### TASK DESCRIPTION
Keeping every character in place, output all the data.

_____

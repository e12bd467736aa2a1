//! # Payments/Debts Ledger
//!
//! Terminals and client tiers each keep a ledger. A delta has one meaning
//! on both sides:
//!
//! - negative delta: a charge, debts grow by its magnitude;
//! - positive delta: a settlement, the amount moves from debts to payments.
//!
//! Balance is always `payments - debts`.

use serde::{Deserialize, Serialize};

/// Cumulative payments and outstanding debts.
#[derive(Debug, Clone, Copy, Default, PartialEq, Serialize, Deserialize)]
pub struct Ledger {
    payments: f64,
    debts: f64,
}

impl Ledger {
    /// Cumulative payments.
    pub fn payments(&self) -> f64 {
        self.payments
    }

    /// Outstanding debts.
    pub fn debts(&self) -> f64 {
        self.debts
    }

    /// `payments - debts`.
    pub fn balance(&self) -> f64 {
        self.payments - self.debts
    }

    /// Apply a signed delta.
    pub fn apply(&mut self, delta: f64) {
        if delta < 0.0 {
            self.debts += -delta;
        } else {
            self.debts -= delta;
            self.payments += delta;
        }
    }
}

#[cfg(test)]
mod tests {
    use super::*;

    #[test]
    fn negative_delta_grows_debts() {
        let mut l = Ledger::default();
        l.apply(-10.0);
        assert_eq!(l.debts(), 10.0);
        assert_eq!(l.payments(), 0.0);
        assert_eq!(l.balance(), -10.0);
    }

    #[test]
    fn positive_delta_moves_debt_into_payments() {
        let mut l = Ledger::default();
        l.apply(-40.0);
        l.apply(40.0);
        assert_eq!(l.debts(), 0.0);
        assert_eq!(l.payments(), 40.0);
        assert_eq!(l.balance(), 40.0);
    }

    #[test]
    fn zero_delta_is_neutral() {
        let mut l = Ledger::default();
        l.apply(0.0);
        assert_eq!(l, Ledger::default());
    }
}
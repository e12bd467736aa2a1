#![deny(missing_docs)]

//! # prr-core — Foundational Types for the PRR Network
//!
//! This crate defines the types every other crate in the workspace depends
//! on. It has no internal crate dependencies and uses only `serde` and
//! `thiserror` from the external ecosystem.
//!
//! ## Design Principles
//!
//! 1. **Newtype wrappers for keys.** [`ClientId`], [`TerminalId`] and
//!    [`CommunicationId`] are distinct types. You cannot look up a terminal
//!    with a client key.
//!
//! 2. **One closed error taxonomy.** [`NetworkError`] lists every way a
//!    network operation can be rejected. All of them are recoverable by the
//!    caller with corrected input.
//!
//! 3. **One ledger shape.** [`Ledger`] is used by terminals and by client
//!    tiers alike, so a delta always means the same thing on both sides.
//!
//! 4. **Explicit thresholds.** Tier promotion thresholds live in
//!    [`NetworkConfig`], never as literals scattered through the state
//!    machines.

pub mod config;
pub mod error;
pub mod identity;
pub mod ledger;

// Re-export primary types at crate root for ergonomic imports.
pub use config::{ConfigError, NetworkConfig, PromotionThresholds, DEFAULT_PLATINUM_THRESHOLD};
pub use error::{InvalidCommunicationReason, InvalidFriendReason, NetworkError, ValidationError};
pub use identity::{ClientId, CommunicationId, TaxId, TerminalId};
pub use ledger::Ledger;
//! # prr-network — The Network Registry
//!
//! Clients, terminals and the [`Network`] that owns them. The registry is
//! the single mutation entry point and orchestrates the state machines of
//! `prr-state` across entities:
//!
//! - **Origination** checks the sender can start, resolves the receiver,
//!   runs the receiver's reception guard and only then creates the
//!   communication. A guard that blocks or defers delivery queues the
//!   sender's owner on the receiver.
//! - **Calls** make both endpoints `Busy`. Only the sender ends a call;
//!   both endpoints return to `Idle` and flush their queues.
//! - **Ledgers** of a terminal and its owner move in lockstep. Payments
//!   trigger the owner's promotion check.
//!
//! ## Modules
//!
//! - `client.rs`, `terminal.rs`: the entities.
//! - `network.rs`: registration and every mutating operation.
//! - `query.rs`: read-only lookups.
//! - `render.rs`: one-line reports for each entity.
//! - `snapshot.rs`: the versioned, id-based snapshot schema.
//!
//! ## Concurrency
//!
//! [`Network`] is plain data with `&mut self` operations and no internal
//! locking. Embedders that share it must serialize mutating calls.

pub mod client;
pub mod network;
mod query;
pub mod render;
pub mod snapshot;
pub mod terminal;

pub use client::Client;
pub use network::Network;
pub use render::Report;
pub use snapshot::{NetworkSnapshot, SnapshotError, SNAPSHOT_VERSION};
pub use terminal::{Terminal, TerminalKind};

_____

### ANSWER SPACE
repository e12bd467736aa2a1
//! # Payments/Debts Ledger
//!
//! Terminals and client tiers each keep a ledger. A delta has one meaning
//! on both sides:
//!
//! - negative delta: a charge, debts grow by its magnitude;
//! - positive delta: a settlement, the amount moves from debts to payments.
//!
//! Balance is always `payments - debts`.

use serde::{Deserialize, Serialize};

/// Cumulative payments and outstanding debts.
#[derive(Debug, Clone, Copy, Default, PartialEq, Serialize, Deserialize)]
pub struct Ledger {
    payments: f64,
    debts: f64,
}

impl Ledger {
    /// Cumulative payments.
    pub fn payments(&self) -> f64 {
        self.payments
    }

    /// Outstanding debts.
    pub fn debts(&self) -> f64 {
        self.debts
    }

    /// `payments - debts`.
    pub fn balance(&self) -> f64 {
        self.payments - self.debts
    }

    /// Apply a signed delta.
    pub fn apply(&mut self, delta: f64) {
        if delta < 0.0 {
            self.debts += -delta;
        } else {
            self.debts -= delta;
            self.payments += delta;
        }
    }
}

#[cfg(test)]
mod tests {
    use super::*;

    #[test]
    fn negative_delta_grows_debts() {
        let mut l = Ledger::default();
        l.apply(-10.0);
        assert_eq!(l.debts(), 10.0);
        assert_eq!(l.payments(), 0.0);
        assert_eq!(l.balance(), -10.0);
    }

    #[test]
    fn positive_delta_moves_debt_into_payments() {
        let mut l = Ledger::default();
        l.apply(-40.0);
        l.apply(40.0);
        assert_eq!(l.debts(), 0.0);
        assert_eq!(l.payments(), 40.0);
        assert_eq!(l.balance(), 40.0);
    }

    #[test]
    fn zero_delta_is_neutral() {
        let mut l = Ledger::default();
        l.apply(0.0);
        assert_eq!(l, Ledger::default());
    }
}
repository e12bd467736aa2a1
#![deny(missing_docs)]

//! # prr-core — Foundational Types for the PRR Network
//!
//! This crate defines the types every other crate in the workspace depends
//! on. It has no internal crate dependencies and uses only `serde` and
//! `thiserror` from the external ecosystem.
//!
//! ## Design Principles
//!
//! 1. **Newtype wrappers for keys.** [`ClientId`], [`TerminalId`] and
//!    [`CommunicationId`] are distinct types. You cannot look up a terminal
//!    with a client key.
//!
//! 2. **One closed error taxonomy.** [`NetworkError`] lists every way a
//!    network operation can be rejected. All of them are recoverable by the
//!    caller with corrected input.
//!
//! 3. **One ledger shape.** [`Ledger`] is used by terminals and by client
//!    tiers alike, so a delta always means the same thing on both sides.
//!
//! 4. **Explicit thresholds.** Tier promotion thresholds live in
//!    [`NetworkConfig`], never as literals scattered through the state
//!    machines.

pub mod config;
pub mod error;
pub mod identity;
pub mod ledger;

// Re-export primary types at crate root for ergonomic imports.
pub use config::{ConfigError, NetworkConfig, PromotionThresholds, DEFAULT_PLATINUM_THRESHOLD};
pub use error::{InvalidCommunicationReason, InvalidFriendReason, NetworkError, ValidationError};
pub use identity::{ClientId, CommunicationId, TaxId, TerminalId};
pub use ledger::Ledger;
//! # prr-network — The Network Registry
//!
//! Clients, terminals and the [`Network`] that owns them. The registry is
//! the single mutation entry point and orchestrates the state machines of
//! `prr-state` across entities:
//!
//! - **Origination** checks the sender can start, resolves the receiver,
//!   runs the receiver's reception guard and only then creates the
//!   communication. A guard that blocks or defers delivery queues the
//!   sender's owner on the receiver.
//! - **Calls** make both endpoints `Busy`. Only the sender ends a call;
//!   both endpoints return to `Idle` and flush their queues.
//! - **Ledgers** of a terminal and its owner move in lockstep. Payments
//!   trigger the owner's promotion check.
//!
//! ## Modules
//!
//! - `client.rs`, `terminal.rs`: the entities.
//! - `network.rs`: registration and every mutating operation.
//! - `query.rs`: read-only lookups.
//! - `render.rs`: one-line reports for each entity.
//! - `snapshot.rs`: the versioned, id-based snapshot schema.
//!
//! ## Concurrency
//!
//! [`Network`] is plain data with `&mut self` operations and no internal
//! locking. Embedders that share it must serialize mutating calls.

pub mod client;
pub mod network;
mod query;
pub mod render;
pub mod snapshot;
pub mod terminal;

pub use client::Client;
pub use network::Network;
pub use render::Report;
pub use snapshot::{NetworkSnapshot, SnapshotError, SNAPSHOT_VERSION};
pub use terminal::{Terminal, TerminalKind};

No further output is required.